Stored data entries
* * *

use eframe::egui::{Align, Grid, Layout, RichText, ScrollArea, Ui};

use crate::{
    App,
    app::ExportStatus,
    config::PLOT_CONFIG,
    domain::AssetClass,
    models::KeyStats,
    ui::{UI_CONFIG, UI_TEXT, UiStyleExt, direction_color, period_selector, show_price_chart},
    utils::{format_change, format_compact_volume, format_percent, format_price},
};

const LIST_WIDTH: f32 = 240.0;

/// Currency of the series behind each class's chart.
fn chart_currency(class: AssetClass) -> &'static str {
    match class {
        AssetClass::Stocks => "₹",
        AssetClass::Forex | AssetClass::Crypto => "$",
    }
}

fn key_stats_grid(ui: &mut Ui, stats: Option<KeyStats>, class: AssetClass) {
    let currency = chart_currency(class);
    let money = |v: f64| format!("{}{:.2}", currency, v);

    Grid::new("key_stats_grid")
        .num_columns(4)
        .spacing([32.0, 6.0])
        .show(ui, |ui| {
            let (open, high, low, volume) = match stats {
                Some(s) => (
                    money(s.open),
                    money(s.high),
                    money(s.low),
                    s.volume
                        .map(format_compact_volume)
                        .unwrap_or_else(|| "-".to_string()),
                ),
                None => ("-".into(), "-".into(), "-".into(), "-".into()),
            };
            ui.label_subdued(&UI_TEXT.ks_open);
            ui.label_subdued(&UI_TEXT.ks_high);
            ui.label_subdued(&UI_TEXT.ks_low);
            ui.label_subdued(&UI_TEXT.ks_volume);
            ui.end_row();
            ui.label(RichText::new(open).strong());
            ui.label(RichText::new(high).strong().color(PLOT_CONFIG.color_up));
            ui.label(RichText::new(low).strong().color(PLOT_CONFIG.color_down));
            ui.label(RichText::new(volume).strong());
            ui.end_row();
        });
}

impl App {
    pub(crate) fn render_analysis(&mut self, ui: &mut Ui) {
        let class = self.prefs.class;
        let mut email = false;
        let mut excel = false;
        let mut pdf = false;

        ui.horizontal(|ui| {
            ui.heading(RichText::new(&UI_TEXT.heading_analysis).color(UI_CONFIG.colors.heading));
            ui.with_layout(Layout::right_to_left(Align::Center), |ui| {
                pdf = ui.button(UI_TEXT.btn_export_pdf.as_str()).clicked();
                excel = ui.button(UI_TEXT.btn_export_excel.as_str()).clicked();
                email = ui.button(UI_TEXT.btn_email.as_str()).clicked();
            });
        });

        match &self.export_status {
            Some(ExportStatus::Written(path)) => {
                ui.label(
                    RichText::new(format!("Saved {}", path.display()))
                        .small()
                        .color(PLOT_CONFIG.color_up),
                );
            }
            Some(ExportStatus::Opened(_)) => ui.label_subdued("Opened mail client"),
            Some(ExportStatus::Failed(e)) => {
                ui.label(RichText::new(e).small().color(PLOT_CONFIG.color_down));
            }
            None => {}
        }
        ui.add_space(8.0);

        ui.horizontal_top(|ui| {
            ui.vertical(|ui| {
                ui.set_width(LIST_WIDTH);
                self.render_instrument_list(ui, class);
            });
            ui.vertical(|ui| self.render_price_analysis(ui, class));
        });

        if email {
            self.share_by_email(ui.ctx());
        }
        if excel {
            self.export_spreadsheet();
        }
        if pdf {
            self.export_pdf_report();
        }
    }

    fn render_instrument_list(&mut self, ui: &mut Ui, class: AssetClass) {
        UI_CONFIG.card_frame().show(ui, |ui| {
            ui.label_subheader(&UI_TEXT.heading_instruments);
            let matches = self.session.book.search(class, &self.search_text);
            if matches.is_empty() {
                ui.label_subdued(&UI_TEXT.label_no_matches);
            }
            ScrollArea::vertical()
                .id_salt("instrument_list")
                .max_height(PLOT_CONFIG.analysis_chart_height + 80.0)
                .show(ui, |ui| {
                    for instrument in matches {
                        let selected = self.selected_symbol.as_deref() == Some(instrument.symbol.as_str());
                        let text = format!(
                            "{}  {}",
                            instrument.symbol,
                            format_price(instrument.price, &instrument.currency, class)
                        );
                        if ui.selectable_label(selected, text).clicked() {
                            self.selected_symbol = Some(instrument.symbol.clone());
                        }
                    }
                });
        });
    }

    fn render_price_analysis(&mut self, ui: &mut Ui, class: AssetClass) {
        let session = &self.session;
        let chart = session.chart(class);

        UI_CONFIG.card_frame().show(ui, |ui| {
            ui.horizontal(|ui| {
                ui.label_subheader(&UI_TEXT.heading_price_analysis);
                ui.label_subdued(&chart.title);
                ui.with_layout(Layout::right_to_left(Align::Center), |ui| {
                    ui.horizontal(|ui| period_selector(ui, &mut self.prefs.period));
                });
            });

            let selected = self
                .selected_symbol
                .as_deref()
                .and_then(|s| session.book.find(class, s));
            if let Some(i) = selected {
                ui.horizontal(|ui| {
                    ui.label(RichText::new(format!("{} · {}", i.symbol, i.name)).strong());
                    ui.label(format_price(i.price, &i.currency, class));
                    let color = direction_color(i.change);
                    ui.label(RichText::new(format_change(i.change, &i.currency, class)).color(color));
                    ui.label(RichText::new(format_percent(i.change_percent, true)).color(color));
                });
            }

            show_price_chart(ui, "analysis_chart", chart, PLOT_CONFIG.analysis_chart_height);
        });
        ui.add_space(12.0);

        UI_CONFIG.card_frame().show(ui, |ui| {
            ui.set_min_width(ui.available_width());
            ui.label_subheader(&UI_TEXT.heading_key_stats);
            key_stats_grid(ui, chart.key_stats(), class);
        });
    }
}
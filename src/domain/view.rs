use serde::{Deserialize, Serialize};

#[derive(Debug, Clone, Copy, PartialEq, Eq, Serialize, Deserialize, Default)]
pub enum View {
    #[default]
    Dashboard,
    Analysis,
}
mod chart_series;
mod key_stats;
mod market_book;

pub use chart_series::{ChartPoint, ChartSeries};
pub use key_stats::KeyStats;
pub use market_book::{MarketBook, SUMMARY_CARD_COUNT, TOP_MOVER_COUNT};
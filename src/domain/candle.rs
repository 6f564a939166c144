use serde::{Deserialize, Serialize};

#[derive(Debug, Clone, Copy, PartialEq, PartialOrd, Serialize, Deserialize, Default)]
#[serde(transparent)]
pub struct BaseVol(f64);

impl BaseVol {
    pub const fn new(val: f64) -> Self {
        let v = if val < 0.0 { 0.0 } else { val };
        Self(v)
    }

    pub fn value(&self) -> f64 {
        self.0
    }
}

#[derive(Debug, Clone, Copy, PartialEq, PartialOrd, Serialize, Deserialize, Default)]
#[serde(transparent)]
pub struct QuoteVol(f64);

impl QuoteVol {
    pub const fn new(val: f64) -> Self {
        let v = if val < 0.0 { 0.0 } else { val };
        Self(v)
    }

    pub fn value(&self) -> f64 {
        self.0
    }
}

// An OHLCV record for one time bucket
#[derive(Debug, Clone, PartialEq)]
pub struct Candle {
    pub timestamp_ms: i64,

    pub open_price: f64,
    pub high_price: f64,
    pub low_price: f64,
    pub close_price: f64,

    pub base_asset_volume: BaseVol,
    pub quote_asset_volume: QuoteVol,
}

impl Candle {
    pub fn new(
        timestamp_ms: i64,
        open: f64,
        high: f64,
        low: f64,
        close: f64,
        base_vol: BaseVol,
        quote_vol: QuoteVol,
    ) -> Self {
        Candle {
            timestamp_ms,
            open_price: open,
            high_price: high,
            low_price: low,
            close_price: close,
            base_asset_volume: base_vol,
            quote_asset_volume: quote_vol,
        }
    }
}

* * *

Exercise >>
Say how many lines above hold the word "BaseVol", giving only the count.

Your solution >>
4